[[ EXERCISE INPUT, beginning ]]

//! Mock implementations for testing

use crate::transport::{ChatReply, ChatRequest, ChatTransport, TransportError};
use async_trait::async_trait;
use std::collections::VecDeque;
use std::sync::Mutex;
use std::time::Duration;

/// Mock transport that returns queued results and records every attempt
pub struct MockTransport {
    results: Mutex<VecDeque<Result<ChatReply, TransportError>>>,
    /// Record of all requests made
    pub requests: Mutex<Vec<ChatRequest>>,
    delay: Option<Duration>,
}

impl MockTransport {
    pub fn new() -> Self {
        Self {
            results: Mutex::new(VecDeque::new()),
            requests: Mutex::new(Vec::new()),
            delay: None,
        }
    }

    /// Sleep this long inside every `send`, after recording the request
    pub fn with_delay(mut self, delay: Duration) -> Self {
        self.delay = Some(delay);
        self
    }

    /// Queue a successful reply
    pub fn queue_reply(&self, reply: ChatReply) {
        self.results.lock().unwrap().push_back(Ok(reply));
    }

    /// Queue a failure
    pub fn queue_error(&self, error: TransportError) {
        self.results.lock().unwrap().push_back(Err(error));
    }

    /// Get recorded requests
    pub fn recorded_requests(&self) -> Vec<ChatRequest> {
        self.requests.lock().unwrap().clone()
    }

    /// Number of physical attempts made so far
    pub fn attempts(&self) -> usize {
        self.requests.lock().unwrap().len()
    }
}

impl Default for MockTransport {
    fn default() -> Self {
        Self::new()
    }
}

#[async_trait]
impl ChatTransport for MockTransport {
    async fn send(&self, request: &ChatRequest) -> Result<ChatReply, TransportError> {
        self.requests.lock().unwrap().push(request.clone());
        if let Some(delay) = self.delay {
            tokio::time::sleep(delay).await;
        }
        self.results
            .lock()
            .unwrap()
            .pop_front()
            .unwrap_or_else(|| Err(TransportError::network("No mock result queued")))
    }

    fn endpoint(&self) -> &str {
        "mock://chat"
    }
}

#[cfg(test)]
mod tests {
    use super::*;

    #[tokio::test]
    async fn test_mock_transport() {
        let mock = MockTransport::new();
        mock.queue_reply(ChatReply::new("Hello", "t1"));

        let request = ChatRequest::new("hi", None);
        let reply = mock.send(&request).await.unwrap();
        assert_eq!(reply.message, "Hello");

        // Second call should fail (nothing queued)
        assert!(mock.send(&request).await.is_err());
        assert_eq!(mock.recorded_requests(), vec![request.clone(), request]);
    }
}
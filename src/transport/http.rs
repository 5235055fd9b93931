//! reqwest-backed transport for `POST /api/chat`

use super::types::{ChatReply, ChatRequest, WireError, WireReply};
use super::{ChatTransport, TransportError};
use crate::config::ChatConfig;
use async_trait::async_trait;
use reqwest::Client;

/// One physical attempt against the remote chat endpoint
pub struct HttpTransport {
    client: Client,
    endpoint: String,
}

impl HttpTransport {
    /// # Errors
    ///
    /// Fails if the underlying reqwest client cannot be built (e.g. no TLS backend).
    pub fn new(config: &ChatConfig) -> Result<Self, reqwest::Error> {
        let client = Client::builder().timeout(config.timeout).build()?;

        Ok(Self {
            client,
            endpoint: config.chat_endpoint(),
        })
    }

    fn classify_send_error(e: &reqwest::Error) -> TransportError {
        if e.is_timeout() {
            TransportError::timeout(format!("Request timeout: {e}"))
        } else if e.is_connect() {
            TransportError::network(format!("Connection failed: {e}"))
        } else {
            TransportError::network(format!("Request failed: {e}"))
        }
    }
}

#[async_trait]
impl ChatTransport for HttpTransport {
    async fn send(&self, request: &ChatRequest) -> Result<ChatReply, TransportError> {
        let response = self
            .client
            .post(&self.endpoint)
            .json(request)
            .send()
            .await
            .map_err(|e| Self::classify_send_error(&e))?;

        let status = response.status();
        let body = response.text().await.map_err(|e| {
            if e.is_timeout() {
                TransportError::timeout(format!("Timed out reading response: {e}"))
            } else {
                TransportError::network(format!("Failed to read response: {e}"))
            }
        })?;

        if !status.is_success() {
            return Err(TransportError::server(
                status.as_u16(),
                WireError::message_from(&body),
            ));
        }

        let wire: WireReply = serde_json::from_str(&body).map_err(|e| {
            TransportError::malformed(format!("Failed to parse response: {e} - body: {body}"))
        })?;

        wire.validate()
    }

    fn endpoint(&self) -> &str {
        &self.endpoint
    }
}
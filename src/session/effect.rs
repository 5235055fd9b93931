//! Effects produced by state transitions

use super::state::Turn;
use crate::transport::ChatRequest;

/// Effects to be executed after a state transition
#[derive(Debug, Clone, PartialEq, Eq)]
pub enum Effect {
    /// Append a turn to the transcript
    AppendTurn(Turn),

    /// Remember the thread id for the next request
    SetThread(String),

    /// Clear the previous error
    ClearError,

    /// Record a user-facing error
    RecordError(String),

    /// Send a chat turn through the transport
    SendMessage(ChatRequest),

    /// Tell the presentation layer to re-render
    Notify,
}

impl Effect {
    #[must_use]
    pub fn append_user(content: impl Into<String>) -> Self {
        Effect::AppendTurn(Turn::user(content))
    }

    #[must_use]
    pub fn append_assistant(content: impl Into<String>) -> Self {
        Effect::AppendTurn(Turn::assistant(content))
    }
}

[[ EXERCISE INPUT, end ]]

Within the entries above, find each line where "state" appears; copy every one.

◆ TASK ANSWER:
//! Effects produced by state transitions
use super::state::Turn;
/// Effects to be executed after a state transition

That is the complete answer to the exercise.